Rationale: Contactin-associated protein-like 4 (CNTNAP4) belongs to the neurexin superfamily and has critical functions in neurological development and synaptic function. Loss of CNTNAP4 in interneurons has been linked to autism, schizophrenia, and epilepsy. CNTNAP4 is also highly enriched in dopaminergic (DA) neurons in the substantia nigra (SN), however, few studies have investigated the role of CNTNAP4 in DA neurons, and whether CNTNAP4 deficiency in DA neurons contributes to Parkinson's disease (PD) remains unclear. Methods: Effects of CNTNAP4 knockdown or overexpression on the DA MN9D cell line were assessed via Western blotting, immunocytochemistry, and RNA sequencing.

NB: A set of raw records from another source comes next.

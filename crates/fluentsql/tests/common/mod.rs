#![allow(dead_code)]

use fluentsql::{Driver, FetchShape, QueryError, QueryResult, Row};
use serde_json::Value;
use std::collections::VecDeque;
use std::sync::Mutex;

/// In-memory driver: records statements and replays scripted row sets.
///
/// `execute` consumes the next scripted row set too and reports its length
/// as the affected-row count.
#[derive(Debug, Default)]
pub struct ScriptedDriver {
    log: Mutex<Vec<(String, Vec<Value>)>>,
    results: Mutex<VecDeque<QueryResult<Vec<Row>>>>,
}

impl ScriptedDriver {
    pub fn new() -> Self {
        Self::default()
    }

    pub fn returning(self, rows: Vec<Row>) -> Self {
        self.results.lock().unwrap().push_back(Ok(rows));
        self
    }

    pub fn failing(self, message: &str) -> Self {
        self.results
            .lock()
            .unwrap()
            .push_back(Err(QueryError::driver(message.to_string())));
        self
    }

    pub fn log(&self) -> Vec<(String, Vec<Value>)> {
        self.log.lock().unwrap().clone()
    }

    pub fn sql_log(&self) -> Vec<String> {
        self.log().into_iter().map(|(sql, _)| sql).collect()
    }
}

impl Driver for ScriptedDriver {
    async fn query(&self, sql: &str, params: &[Value], shape: FetchShape) -> QueryResult<Vec<Row>> {
        self.log.lock().unwrap().push((sql.to_string(), params.to_vec()));
        let next = self.results.lock().unwrap().pop_front().unwrap_or(Ok(Vec::new()));
        next.map(|rows| rows.into_iter().map(|row| row.into_shape(shape)).collect())
    }

    async fn execute(&self, sql: &str, params: &[Value]) -> QueryResult<u64> {
        self.log.lock().unwrap().push((sql.to_string(), params.to_vec()));
        let next = self.results.lock().unwrap().pop_front().unwrap_or(Ok(Vec::new()));
        next.map(|rows| rows.len() as u64)
    }
}

/// Object-shaped row from a JSON object literal.
pub fn row(value: Value) -> Row {
    match value {
        Value::Object(map) => Row::from_object(map),
        other => panic!("expected a JSON object, got {other}"),
    }
}
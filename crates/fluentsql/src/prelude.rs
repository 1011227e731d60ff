//! Convenient imports for typical `fluentsql` usage.
//!
//! ```ignore
//! use fluentsql::prelude::*;
//! ```

pub use crate::{
    BuilderConfig, DefaultDialect, Dialect, Driver, FetchShape, IdentStyle, PageContext, PostgresDialect, Query,
    QueryError, QueryResult, Row, StatementFactory, TableRegistry, UpsertSpec,
};

#[cfg(feature = "pool")]
pub use crate::{create_pool, create_pool_with_size};

pub use serde_json::json;
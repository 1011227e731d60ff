use super::{Dialect, Fragment, JsonPairs, LikeMatch, Returning, placeholders, set_list};
use crate::error::{QueryError, QueryResult};
use crate::ident::IdentStyle;
use crate::script::Syntax;
use crate::upsert::UpsertSpec;
use serde_json::Value;

/// MySQL-flavored dialect.
///
/// JSON values are bound as JSON text and parsed server side through
/// `JSON_EXTRACT(?, '$')`, so strings, numbers and documents keep their type.
#[derive(Debug, Clone, Copy, Default)]
pub struct DefaultDialect;

impl DefaultDialect {
    pub fn new() -> Self {
        Self
    }

    fn path_value_list(&self, pairs: &JsonPairs) -> Fragment {
        let mut sql = String::new();
        let mut params = Vec::with_capacity(pairs.len() * 2);
        for (path, value) in pairs.iter() {
            sql.push_str(", ?, JSON_EXTRACT(?, '$')");
            params.push(Value::String(self.json_path(path)));
            params.push(json_text(value));
        }
        Fragment::new(sql, params)
    }
}

fn json_text(value: &Value) -> Value {
    Value::String(value.to_string())
}

impl Dialect for DefaultDialect {
    fn name(&self) -> &'static str {
        "default"
    }

    fn ident_style(&self) -> IdentStyle {
        IdentStyle::Backtick
    }

    fn syntax(&self) -> Syntax {
        Syntax::MySql
    }

    fn null_safe_eq(&self) -> &'static str {
        "<=>"
    }

    fn date_filter(&self, column: &str) -> String {
        format!("DATE({column})")
    }

    fn time_filter(&self, column: &str) -> String {
        format!("TIME({column})")
    }

    fn date_format(&self, date: &str, format: &str) -> Fragment {
        Fragment::new(
            "DATE_FORMAT(?, ?)",
            vec![Value::String(date.to_string()), Value::String(format.to_string())],
        )
    }

    fn like(&self, value: &str, matching: LikeMatch) -> Fragment {
        let params = matching.pieces(value);
        Fragment::new(format!("CONCAT({})", placeholders(params.len())), params)
    }

    fn json_path(&self, path: &str) -> String {
        if path.starts_with('$') {
            path.to_string()
        } else {
            format!("$.{path}")
        }
    }

    fn json_extract(&self, doc: &str, path: &str) -> Fragment {
        Fragment::new(
            format!("JSON_EXTRACT({doc}, ?)"),
            vec![Value::String(self.json_path(path))],
        )
    }

    fn json_set(&self, doc: &str, pairs: &JsonPairs) -> QueryResult<Fragment> {
        if pairs.is_empty() {
            return Err(QueryError::configuration("JsonSet requires path/value pairs"));
        }
        let list = self.path_value_list(pairs);
        Ok(Fragment::new(format!("JSON_SET({doc}{})", list.sql), list.params))
    }

    fn json_remove(&self, doc: &str, paths: &[&str]) -> QueryResult<Fragment> {
        if paths.is_empty() {
            return Err(QueryError::configuration("JsonRemove requires at least one path"));
        }
        let params = paths
            .iter()
            .map(|p| Value::String(self.json_path(p)))
            .collect::<Vec<_>>();
        Ok(Fragment::new(
            format!("JSON_REMOVE({doc}, {})", placeholders(params.len())),
            params,
        ))
    }

    fn json_exists(&self, doc: &str, path: &str) -> Fragment {
        Fragment::new(
            format!("JSON_CONTAINS_PATH({doc}, 'one', ?)"),
            vec![Value::String(self.json_path(path))],
        )
    }

    fn json_contains(&self, doc: &str, path: &str, value: &Value) -> Fragment {
        Fragment::new(
            format!("JSON_CONTAINS({doc}, ?, ?)"),
            vec![json_text(value), Value::String(self.json_path(path))],
        )
    }

    fn json_merge_patch(&self, doc: &str, patch: &Value) -> Fragment {
        Fragment::new(format!("JSON_MERGE_PATCH({doc}, ?)"), vec![json_text(patch)])
    }

    fn json_array_append(&self, doc: &str, pairs: &JsonPairs) -> QueryResult<Fragment> {
        if pairs.is_empty() {
            return Err(QueryError::configuration(
                "JsonArrayAppend requires path/value pairs",
            ));
        }
        let list = self.path_value_list(pairs);
        Ok(Fragment::new(
            format!("JSON_ARRAY_APPEND({doc}{})", list.sql),
            list.params,
        ))
    }

    fn json_unquote(&self, value: &Value) -> Fragment {
        Fragment::new("JSON_UNQUOTE(?)", vec![value.clone()])
    }

    fn json_compact(&self, value: &Value) -> Fragment {
        Fragment::new("JSON_COMPACT(?)", vec![json_text(value)])
    }

    fn upsert_clause(&self, spec: &UpsertSpec, _columns: &[String]) -> QueryResult<String> {
        if spec.set.is_empty() {
            return Err(QueryError::configuration(
                "InsertOnDuplicate requires at least one column to update",
            ));
        }
        let list = set_list(self.ident_style(), &spec.set, |quoted| {
            format!("VALUES({quoted})")
        });
        Ok(format!("ON DUPLICATE KEY UPDATE {list}"))
    }

    fn returning(&self) -> Returning {
        Returning::Emulated
    }
}
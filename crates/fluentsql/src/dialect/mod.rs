//! Dialect strategies.
//!
//! A [`Dialect`] renders every dialect-sensitive fragment (date casts, LIKE
//! concatenation, JSON access, null-safe equality, upsert tails). The
//! statement builder owns the clause machinery and delegates to the dialect
//! for everything else, so a dialect never sees the surrounding statement.
//!
//! Two implementations ship with the crate:
//!
//! - [`DefaultDialect`]: MySQL-flavored (`DATE()`, `CONCAT()`, `JSON_*()`,
//!   `ON DUPLICATE KEY UPDATE`).
//! - [`PostgresDialect`]: `CAST(.. AS DATE)`, `||`, `jsonb` operators and
//!   `ON CONFLICT .. DO UPDATE`.

mod mysql;
mod postgres;


pub use mysql::DefaultDialect;
pub use postgres::PostgresDialect;

use crate::condition::Op;
use crate::error::{QueryError, QueryResult};
use crate::ident::IdentStyle;
use crate::script::Syntax;
use crate::tables::TableRegistry;
use crate::upsert::UpsertSpec;
use serde_json::Value;
use std::fmt;

/// A rendered SQL fragment and the parameters its placeholders bind, in order.
#[derive(Debug, Clone, Default, PartialEq)]
pub struct Fragment {
    pub sql: String,
    pub params: Vec<Value>,
}

impl Fragment {
    pub fn new(sql: impl Into<String>, params: Vec<Value>) -> Self {
        Self {
            sql: sql.into(),
            params,
        }
    }

    /// A fragment without parameters.
    pub fn sql(sql: impl Into<String>) -> Self {
        Self::new(sql, Vec::new())
    }
}

/// Which side of a LIKE pattern is open.
#[derive(Debug, Clone, Copy, PartialEq, Eq)]
pub enum LikeMatch {
    /// `%value%`
    Contains,
    /// `value%`
    StartsWith,
    /// `%value`
    EndsWith,
}

impl LikeMatch {
    /// Pattern pieces in concatenation order.
    pub(crate) fn pieces(self, value: &str) -> Vec<Value> {
        let v = Value::String(value.to_string());
        let pct = || Value::String("%".to_string());
        match self {
            LikeMatch::Contains => vec![pct(), v, pct()],
            LikeMatch::StartsWith => vec![v, pct()],
            LikeMatch::EndsWith => vec![pct(), v],
        }
    }
}

/// How a dialect returns the rows produced by an INSERT.
#[derive(Debug, Clone, Copy, PartialEq, Eq)]
pub enum Returning {
    /// `INSERT .. RETURNING cols`
    Native,
    /// Insert inside a transaction, then read the rows back.
    Emulated,
}

/// Ordered JSON path/value pairs for set-style JSON operations.
///
/// # Example
/// ```ignore
/// use fluentsql::JsonPairs;
/// use serde_json::json;
///
/// let pairs = JsonPairs::new().pair("author", "Bob").pair("meta.views", 10);
/// assert_eq!(pairs.len(), 2);
///
/// // Flat lists must have an even length.
/// assert!(JsonPairs::from_flat(vec![json!("author")]).is_err());
/// ```
#[derive(Debug, Clone, Default, PartialEq)]
pub struct JsonPairs(Vec<(String, Value)>);

impl JsonPairs {
    pub fn new() -> Self {
        Self::default()
    }

    /// Append a path/value pair.
    pub fn pair(mut self, path: impl Into<String>, value: impl Into<Value>) -> Self {
        self.0.push((path.into(), value.into()));
        self
    }

    /// Build pairs from an alternating `path, value, path, value, ...` list.
    ///
    /// Fails on an odd-length list or a non-string path.
    pub fn from_flat(items: Vec<Value>) -> QueryResult<Self> {
        if items.len() % 2 != 0 {
            return Err(QueryError::configuration(format!(
                "JSON path/value list must have an even length, got {}",
                items.len()
            )));
        }
        let mut pairs = Vec::with_capacity(items.len() / 2);
        let mut it = items.into_iter();
        while let (Some(path), Some(value)) = (it.next(), it.next()) {
            let Value::String(path) = path else {
                return Err(QueryError::configuration(format!(
                    "JSON path must be a string, got {path}"
                )));
            };
            pairs.push((path, value));
        }
        Ok(Self(pairs))
    }

    pub fn len(&self) -> usize {
        self.0.len()
    }

    pub fn is_empty(&self) -> bool {
        self.0.is_empty()
    }

    pub fn iter(&self) -> impl Iterator<Item = (&str, &Value)> {
        self.0.iter().map(|(p, v)| (p.as_str(), v))
    }
}

impl<P: Into<String>, V: Into<Value>> FromIterator<(P, V)> for JsonPairs {
    fn from_iter<I: IntoIterator<Item = (P, V)>>(iter: I) -> Self {
        Self(iter.into_iter().map(|(p, v)| (p.into(), v.into())).collect())
    }
}

impl<P: Into<String>, V: Into<Value>> From<Vec<(P, V)>> for JsonPairs {
    fn from(pairs: Vec<(P, V)>) -> Self {
        pairs.into_iter().collect()
    }
}

impl<P: Into<String>, V: Into<Value>, const N: usize> From<[(P, V); N]> for JsonPairs {
    fn from(pairs: [(P, V); N]) -> Self {
        pairs.into_iter().collect()
    }
}

/// Dialect-specific rendering.
///
/// Implementations are stateless; one instance is shared by every statement
/// built against it. Column and document arguments are SQL expressions and are
/// embedded verbatim; everything else is bound as a parameter.
pub trait Dialect: Send + Sync + fmt::Debug {
    /// Short name used in errors and log events.
    fn name(&self) -> &'static str;

    /// Identifier quoting style.
    fn ident_style(&self) -> IdentStyle;

    /// Lexical rules for literals, used when scanning raw SQL for placeholders.
    fn syntax(&self) -> Syntax;

    /// Rendering of the null-safe equality operator.
    fn null_safe_eq(&self) -> &'static str;

    /// Rendering of a whitelisted comparison operator.
    fn operator(&self, op: Op) -> &'static str {
        match op {
            Op::NullSafeEq => self.null_safe_eq(),
            other => other.as_str(),
        }
    }

    /// Expression comparing the date part of `column`.
    fn date_filter(&self, column: &str) -> String;

    /// Expression comparing the time part of `column`.
    fn time_filter(&self, column: &str) -> String;

    /// Format `date` using MySQL-style `%` tokens.
    fn date_format(&self, date: &str, format: &str) -> Fragment;

    /// Right-hand side of `col LIKE ...` for `value`.
    fn like(&self, value: &str, matching: LikeMatch) -> Fragment;

    /// Normalize a dotted (optionally `$.`-prefixed) path into the bound path parameter.
    fn json_path(&self, path: &str) -> String;

    fn json_extract(&self, doc: &str, path: &str) -> Fragment;

    /// Set each path of `doc` to its value. Empty `pairs` is a configuration error.
    fn json_set(&self, doc: &str, pairs: &JsonPairs) -> QueryResult<Fragment>;

    fn json_remove(&self, doc: &str, paths: &[&str]) -> QueryResult<Fragment>;

    fn json_exists(&self, doc: &str, path: &str) -> Fragment;

    /// Whether the value at `path` in `doc` contains `value`.
    fn json_contains(&self, doc: &str, path: &str, value: &Value) -> Fragment;

    /// Merge `patch` into `doc`, later keys winning.
    fn json_merge_patch(&self, doc: &str, patch: &Value) -> Fragment;

    fn json_array_append(&self, doc: &str, pairs: &JsonPairs) -> QueryResult<Fragment>;

    fn json_unquote(&self, value: &Value) -> Fragment;

    fn json_compact(&self, value: &Value) -> Fragment;

    /// Tail appended to `INSERT .. VALUES ..` to turn it into an upsert.
    ///
    /// `columns` are the inserted columns, used to infer a conflict target.
    fn upsert_clause(&self, spec: &UpsertSpec, columns: &[String]) -> QueryResult<String>;

    /// How INSERT .. RETURNING is achieved.
    fn returning(&self) -> Returning;

    /// An empty table registry quoting identifiers the way this dialect does.
    fn table_registry(&self) -> TableRegistry {
        TableRegistry::new(self.ident_style())
    }
}

/// `n` comma-separated placeholders.
pub(crate) fn placeholders(n: usize) -> String {
    let mut out = String::with_capacity(n * 2);
    for i in 0..n {
        if i > 0 {
            out.push(',');
        }
        out.push('?');
    }
    out
}

/// Quote `set` columns into `col = <proposed value>` pairs.
pub(crate) fn set_list(
    style: IdentStyle,
    set: &[String],
    proposed: impl Fn(&str) -> String,
) -> String {
    set.iter()
        .map(|col| {
            let quoted = style.quote_column(col);
            let value = proposed(&quoted);
            format!("{quoted} = {value}")
        })
        .collect::<Vec<_>>()
        .join(", ")
}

An in vivo animal model, including CNTNAP4 knockout mice and stereotaxic injections of adeno-associated viral short-hairpin RNA with the tyrosine-hydroxylase promotor to silence CNTNAP4 in the SN, as well as the resulting physiological/behavioral effects, were evaluated via behavioral tests, Western blotting, immunohistochemistry, and transmission electron microscopy. Enzyme-linked immunosorbent assays (ELISAs) were performed to examine the cerebrospinal fluid (CSF) and plasma CNTNAP4 concentrations in PD patients. Results: We demonstrated that CNTNAP4 knockdown induced mitophagy and increased α-synuclein expression in MN9D cells. CNTNAP4 knockdown in the SN induced PD-like increases in SN-specific α-synuclein expression, DA neuronal degeneration, and motor dysfunction in mice. In addition, CNTNAP4 knockdown in SN-DA neurons increased autophagosomes and reduced synaptic vesicles in the SN. Furthermore, CNTNAP4 knockout mice showed movement deficits, nigral DA degeneration, and increased autophagy, which were consistent with the SN-specific knockdown model. We also found that CSF and plasma CNTNAP4 expression was increased in PD patients; in particular, plasma CNTNAP4 was increased in male PD patients compared with controls or female PD patients. Conclusion: Our findings suggest that CNTNAP4 deficiency may initiate phenotypes relevant to PD, of which we elucidated some of the underlying mechanisms.